Task prompt
In the data beneath this task, how many lines contain "timeouts"? Answer with the number only.

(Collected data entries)
---*---

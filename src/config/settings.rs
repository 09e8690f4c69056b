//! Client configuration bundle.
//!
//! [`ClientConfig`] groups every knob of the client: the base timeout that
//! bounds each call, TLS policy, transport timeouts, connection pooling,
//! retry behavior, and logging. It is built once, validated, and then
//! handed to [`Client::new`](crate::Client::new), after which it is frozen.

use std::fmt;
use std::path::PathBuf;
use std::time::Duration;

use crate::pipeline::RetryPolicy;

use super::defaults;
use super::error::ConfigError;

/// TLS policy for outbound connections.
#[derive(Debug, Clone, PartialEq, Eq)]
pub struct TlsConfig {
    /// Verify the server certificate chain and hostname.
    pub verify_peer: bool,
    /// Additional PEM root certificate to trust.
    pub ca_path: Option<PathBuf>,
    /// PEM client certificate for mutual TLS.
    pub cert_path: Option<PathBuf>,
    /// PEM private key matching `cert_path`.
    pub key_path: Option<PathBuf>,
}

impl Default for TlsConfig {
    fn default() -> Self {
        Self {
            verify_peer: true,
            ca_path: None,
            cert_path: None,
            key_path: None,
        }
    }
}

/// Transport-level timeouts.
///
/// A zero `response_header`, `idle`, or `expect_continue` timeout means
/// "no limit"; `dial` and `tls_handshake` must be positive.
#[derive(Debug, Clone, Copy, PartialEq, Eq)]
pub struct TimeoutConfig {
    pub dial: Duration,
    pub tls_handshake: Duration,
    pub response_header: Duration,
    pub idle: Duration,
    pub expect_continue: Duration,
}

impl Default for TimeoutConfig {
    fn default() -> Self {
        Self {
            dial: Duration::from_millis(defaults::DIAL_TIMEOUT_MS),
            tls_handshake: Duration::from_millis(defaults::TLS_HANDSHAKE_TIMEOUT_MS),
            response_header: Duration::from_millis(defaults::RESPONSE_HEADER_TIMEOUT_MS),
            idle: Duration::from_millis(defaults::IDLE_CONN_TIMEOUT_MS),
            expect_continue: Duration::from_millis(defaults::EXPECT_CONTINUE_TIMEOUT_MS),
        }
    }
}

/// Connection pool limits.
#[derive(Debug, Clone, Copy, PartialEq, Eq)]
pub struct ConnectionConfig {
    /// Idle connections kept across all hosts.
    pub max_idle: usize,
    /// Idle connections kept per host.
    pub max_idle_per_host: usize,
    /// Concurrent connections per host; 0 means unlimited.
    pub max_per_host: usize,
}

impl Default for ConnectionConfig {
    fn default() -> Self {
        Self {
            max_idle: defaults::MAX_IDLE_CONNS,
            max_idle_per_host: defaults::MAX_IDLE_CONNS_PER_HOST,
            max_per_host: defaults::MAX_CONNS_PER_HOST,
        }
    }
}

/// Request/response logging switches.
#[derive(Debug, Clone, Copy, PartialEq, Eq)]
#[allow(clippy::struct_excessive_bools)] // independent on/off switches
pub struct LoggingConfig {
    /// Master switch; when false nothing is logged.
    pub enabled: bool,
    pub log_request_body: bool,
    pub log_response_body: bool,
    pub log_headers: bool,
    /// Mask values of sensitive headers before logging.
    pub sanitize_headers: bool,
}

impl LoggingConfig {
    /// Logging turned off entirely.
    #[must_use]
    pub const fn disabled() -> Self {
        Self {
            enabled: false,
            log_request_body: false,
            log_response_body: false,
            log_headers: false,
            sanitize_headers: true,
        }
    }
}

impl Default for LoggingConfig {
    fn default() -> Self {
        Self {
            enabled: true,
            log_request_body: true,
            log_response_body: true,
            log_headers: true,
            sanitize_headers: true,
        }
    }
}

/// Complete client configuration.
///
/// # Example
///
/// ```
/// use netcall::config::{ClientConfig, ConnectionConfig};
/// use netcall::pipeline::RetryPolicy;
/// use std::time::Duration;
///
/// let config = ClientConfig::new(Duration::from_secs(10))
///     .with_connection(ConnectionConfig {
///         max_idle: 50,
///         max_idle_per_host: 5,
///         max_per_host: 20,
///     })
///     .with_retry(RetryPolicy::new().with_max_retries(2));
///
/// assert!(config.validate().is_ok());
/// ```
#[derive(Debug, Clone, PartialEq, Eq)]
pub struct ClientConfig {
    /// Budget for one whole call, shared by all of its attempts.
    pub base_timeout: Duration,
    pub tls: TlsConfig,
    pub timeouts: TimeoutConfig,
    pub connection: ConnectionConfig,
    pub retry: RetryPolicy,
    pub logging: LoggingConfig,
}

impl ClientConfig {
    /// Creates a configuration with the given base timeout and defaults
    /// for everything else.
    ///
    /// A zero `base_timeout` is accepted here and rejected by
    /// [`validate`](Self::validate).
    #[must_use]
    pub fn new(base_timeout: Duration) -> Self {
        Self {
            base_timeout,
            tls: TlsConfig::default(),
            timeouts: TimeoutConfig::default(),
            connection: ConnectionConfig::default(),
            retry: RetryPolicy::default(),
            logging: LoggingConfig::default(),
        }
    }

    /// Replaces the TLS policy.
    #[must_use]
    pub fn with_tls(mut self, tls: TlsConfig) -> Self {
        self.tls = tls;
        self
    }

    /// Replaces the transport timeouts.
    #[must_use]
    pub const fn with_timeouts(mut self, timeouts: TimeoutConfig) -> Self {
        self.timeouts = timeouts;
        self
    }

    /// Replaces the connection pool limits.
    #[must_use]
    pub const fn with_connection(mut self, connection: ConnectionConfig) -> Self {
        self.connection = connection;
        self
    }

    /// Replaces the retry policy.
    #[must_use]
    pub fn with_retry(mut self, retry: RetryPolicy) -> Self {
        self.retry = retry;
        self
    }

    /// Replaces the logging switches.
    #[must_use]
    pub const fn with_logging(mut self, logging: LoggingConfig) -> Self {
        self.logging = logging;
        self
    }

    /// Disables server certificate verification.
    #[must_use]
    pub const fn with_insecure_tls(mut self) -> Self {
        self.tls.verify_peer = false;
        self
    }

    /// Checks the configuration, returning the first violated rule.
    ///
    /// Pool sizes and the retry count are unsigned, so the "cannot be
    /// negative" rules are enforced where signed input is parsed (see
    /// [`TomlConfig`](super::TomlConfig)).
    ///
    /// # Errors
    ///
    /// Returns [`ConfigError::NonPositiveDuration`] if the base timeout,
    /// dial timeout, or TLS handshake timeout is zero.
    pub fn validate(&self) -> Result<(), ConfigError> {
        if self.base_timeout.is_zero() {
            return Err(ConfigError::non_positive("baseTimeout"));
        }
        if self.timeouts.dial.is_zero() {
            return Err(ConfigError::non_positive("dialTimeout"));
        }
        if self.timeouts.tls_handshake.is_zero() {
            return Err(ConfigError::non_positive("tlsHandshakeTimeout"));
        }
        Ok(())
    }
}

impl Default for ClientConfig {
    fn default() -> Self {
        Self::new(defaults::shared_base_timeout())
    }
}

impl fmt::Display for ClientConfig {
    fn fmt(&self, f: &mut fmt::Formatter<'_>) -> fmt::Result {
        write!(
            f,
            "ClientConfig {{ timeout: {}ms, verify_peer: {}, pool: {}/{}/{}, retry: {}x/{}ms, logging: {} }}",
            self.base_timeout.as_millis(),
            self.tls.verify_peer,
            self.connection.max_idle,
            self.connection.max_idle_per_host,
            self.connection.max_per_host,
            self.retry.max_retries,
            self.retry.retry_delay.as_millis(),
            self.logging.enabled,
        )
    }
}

---*---

Task output
9